== Recorded data ==
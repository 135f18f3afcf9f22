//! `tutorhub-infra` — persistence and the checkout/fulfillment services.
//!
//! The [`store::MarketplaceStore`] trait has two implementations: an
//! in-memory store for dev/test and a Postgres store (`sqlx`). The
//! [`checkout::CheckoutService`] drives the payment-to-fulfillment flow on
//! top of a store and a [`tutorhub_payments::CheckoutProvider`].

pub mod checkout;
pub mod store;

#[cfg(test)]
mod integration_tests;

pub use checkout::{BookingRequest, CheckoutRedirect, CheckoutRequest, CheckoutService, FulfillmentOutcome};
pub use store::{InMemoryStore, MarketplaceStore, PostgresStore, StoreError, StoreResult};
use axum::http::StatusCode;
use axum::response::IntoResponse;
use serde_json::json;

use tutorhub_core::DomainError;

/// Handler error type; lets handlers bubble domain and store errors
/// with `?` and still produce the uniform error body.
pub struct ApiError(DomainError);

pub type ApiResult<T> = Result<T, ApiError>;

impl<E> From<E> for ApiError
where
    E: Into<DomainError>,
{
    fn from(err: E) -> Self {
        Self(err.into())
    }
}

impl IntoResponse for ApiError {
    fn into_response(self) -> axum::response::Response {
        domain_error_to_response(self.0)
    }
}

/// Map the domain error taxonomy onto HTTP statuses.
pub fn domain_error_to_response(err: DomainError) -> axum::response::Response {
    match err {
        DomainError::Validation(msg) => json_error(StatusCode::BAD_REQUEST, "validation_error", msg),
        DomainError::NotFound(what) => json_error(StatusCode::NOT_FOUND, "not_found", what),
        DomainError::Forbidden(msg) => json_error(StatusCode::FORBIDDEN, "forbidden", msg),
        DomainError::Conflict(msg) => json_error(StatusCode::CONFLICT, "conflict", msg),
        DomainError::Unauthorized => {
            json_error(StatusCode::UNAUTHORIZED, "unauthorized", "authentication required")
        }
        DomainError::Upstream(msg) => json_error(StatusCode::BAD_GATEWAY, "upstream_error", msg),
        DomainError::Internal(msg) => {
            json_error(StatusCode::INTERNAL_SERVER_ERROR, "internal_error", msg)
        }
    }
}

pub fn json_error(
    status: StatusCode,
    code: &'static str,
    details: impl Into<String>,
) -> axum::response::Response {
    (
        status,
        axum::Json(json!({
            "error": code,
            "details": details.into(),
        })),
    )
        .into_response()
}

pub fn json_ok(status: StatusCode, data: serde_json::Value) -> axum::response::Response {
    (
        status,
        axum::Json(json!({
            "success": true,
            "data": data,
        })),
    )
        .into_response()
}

== Directions ==
Scan the data above. Return every line with "type" in it.

== Exercise output ==
/// Handler error type; lets handlers bubble domain and store errors
pub type ApiResult<T> = Result<T, ApiError>;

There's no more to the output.